* DIRECTIONS FOR THIS TASK:
The lines to copy are those in the records below that hold the word "StatusCode".

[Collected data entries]
——————————

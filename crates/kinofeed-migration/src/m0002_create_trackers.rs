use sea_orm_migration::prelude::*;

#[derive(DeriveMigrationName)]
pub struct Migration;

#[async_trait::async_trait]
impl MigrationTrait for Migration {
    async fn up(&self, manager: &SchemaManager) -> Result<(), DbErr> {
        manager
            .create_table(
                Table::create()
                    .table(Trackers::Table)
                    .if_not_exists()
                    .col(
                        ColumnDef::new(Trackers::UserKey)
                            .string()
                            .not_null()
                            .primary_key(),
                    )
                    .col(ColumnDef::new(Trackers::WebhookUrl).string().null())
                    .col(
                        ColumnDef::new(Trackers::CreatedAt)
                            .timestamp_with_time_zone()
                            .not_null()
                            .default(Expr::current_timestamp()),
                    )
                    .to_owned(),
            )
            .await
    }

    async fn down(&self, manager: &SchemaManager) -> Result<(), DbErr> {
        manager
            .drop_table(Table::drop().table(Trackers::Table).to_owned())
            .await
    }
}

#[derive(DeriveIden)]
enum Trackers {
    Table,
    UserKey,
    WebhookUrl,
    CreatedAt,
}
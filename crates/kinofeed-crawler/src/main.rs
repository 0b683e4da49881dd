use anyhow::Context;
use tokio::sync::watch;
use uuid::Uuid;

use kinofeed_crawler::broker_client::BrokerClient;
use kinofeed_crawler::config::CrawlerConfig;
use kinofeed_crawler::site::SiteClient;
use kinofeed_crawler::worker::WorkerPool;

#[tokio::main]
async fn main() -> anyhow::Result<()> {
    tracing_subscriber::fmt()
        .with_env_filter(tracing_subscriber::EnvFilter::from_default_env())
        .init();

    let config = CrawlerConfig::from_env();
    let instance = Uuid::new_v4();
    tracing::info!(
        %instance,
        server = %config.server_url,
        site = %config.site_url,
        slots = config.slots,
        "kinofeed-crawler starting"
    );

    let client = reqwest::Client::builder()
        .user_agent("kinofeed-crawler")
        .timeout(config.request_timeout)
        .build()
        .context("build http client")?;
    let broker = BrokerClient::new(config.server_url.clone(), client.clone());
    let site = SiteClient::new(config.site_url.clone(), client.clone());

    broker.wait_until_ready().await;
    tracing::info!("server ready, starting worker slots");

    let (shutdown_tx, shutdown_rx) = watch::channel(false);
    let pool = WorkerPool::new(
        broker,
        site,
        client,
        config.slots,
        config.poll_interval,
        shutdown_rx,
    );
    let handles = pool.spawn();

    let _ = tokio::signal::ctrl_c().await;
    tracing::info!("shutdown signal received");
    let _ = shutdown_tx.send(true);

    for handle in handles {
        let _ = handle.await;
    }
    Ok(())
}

——————————

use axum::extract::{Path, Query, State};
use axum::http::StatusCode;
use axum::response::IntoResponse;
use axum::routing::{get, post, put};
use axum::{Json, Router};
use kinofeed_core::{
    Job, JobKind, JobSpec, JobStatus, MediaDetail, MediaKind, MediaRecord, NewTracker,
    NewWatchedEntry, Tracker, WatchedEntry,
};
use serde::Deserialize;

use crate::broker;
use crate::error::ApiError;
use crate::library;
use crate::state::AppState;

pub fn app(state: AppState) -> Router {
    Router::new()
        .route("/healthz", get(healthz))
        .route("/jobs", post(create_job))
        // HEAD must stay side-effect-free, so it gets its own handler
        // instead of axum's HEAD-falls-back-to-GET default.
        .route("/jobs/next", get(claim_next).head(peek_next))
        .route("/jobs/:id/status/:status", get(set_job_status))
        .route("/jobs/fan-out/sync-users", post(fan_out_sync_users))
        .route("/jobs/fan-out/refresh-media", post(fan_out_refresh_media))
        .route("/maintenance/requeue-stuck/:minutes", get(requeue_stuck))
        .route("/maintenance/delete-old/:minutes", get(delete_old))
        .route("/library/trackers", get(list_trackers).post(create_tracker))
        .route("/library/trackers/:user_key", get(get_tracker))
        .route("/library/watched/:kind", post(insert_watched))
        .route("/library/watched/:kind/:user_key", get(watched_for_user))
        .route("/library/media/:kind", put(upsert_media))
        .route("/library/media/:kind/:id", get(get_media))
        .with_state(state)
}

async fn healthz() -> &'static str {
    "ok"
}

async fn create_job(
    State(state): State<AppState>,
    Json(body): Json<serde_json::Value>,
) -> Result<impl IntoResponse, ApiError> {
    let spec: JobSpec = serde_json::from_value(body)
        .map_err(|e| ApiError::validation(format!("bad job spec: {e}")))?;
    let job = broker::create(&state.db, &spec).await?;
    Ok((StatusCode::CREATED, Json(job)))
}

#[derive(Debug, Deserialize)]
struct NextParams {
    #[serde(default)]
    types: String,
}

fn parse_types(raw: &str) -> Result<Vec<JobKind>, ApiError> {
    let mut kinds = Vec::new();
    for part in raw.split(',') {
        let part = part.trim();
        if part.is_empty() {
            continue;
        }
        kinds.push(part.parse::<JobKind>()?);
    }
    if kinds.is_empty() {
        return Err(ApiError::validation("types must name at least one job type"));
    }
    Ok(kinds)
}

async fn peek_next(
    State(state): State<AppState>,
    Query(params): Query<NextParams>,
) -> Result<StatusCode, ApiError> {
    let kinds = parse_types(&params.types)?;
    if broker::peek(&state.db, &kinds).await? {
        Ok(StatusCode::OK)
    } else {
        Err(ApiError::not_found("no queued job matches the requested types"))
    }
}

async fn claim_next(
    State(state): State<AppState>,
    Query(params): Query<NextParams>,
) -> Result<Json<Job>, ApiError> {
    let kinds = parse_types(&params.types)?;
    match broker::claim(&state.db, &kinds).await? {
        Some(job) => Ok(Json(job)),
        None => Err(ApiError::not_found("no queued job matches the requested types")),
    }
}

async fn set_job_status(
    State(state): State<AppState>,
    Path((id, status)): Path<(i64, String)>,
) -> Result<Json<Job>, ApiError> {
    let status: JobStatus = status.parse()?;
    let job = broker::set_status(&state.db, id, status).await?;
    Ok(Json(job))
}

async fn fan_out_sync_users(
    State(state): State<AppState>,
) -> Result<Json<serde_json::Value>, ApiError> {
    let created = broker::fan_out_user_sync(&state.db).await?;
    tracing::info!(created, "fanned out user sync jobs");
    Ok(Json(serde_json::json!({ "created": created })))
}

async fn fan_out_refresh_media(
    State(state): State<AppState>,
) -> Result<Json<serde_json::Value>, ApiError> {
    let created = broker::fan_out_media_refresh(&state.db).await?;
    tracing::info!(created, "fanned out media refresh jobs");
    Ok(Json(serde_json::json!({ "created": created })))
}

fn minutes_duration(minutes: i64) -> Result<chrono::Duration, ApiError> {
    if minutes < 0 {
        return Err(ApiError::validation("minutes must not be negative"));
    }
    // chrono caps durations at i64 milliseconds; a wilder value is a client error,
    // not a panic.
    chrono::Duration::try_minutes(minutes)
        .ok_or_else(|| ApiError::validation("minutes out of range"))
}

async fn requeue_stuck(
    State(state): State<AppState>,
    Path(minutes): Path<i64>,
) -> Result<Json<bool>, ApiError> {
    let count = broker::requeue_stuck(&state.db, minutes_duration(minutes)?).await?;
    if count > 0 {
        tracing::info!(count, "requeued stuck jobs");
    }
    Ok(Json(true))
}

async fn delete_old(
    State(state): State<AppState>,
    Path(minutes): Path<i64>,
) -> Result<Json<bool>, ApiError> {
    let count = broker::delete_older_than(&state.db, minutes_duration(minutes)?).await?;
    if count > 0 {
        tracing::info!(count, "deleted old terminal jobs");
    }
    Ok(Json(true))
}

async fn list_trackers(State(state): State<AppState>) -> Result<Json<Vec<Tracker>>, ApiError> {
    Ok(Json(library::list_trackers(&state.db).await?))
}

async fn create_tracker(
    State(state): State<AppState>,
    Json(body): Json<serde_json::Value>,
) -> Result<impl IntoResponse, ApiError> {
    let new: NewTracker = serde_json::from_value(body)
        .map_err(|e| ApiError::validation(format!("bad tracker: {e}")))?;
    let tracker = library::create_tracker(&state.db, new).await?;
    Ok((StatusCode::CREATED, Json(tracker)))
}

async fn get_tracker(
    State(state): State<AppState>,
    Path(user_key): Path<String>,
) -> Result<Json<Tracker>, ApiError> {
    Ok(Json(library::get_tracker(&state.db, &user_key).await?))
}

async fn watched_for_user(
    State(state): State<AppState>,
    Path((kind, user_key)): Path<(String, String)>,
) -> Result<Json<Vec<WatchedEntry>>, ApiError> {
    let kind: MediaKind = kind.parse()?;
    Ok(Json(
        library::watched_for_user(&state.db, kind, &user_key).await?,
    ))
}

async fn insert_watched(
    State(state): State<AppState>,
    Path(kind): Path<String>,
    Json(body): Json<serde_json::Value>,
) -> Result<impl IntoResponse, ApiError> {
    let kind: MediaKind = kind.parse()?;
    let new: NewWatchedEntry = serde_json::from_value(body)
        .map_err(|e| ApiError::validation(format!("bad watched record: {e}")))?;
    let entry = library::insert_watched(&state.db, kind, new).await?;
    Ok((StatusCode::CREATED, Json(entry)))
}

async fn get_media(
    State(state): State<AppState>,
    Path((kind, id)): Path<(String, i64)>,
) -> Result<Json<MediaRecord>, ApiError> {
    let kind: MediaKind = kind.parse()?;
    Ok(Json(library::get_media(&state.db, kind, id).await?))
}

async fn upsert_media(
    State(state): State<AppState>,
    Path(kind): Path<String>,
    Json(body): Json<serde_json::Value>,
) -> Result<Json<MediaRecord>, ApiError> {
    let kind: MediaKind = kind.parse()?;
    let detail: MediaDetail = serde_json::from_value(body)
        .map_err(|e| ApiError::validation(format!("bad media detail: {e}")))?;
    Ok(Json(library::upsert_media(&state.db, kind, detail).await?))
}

——————————

* OUTPUT:
use axum::http::StatusCode;
    Ok((StatusCode::CREATED, Json(job)))
) -> Result<StatusCode, ApiError> {
        Ok(StatusCode::OK)
    Ok((StatusCode::CREATED, Json(tracker)))
    Ok((StatusCode::CREATED, Json(entry)))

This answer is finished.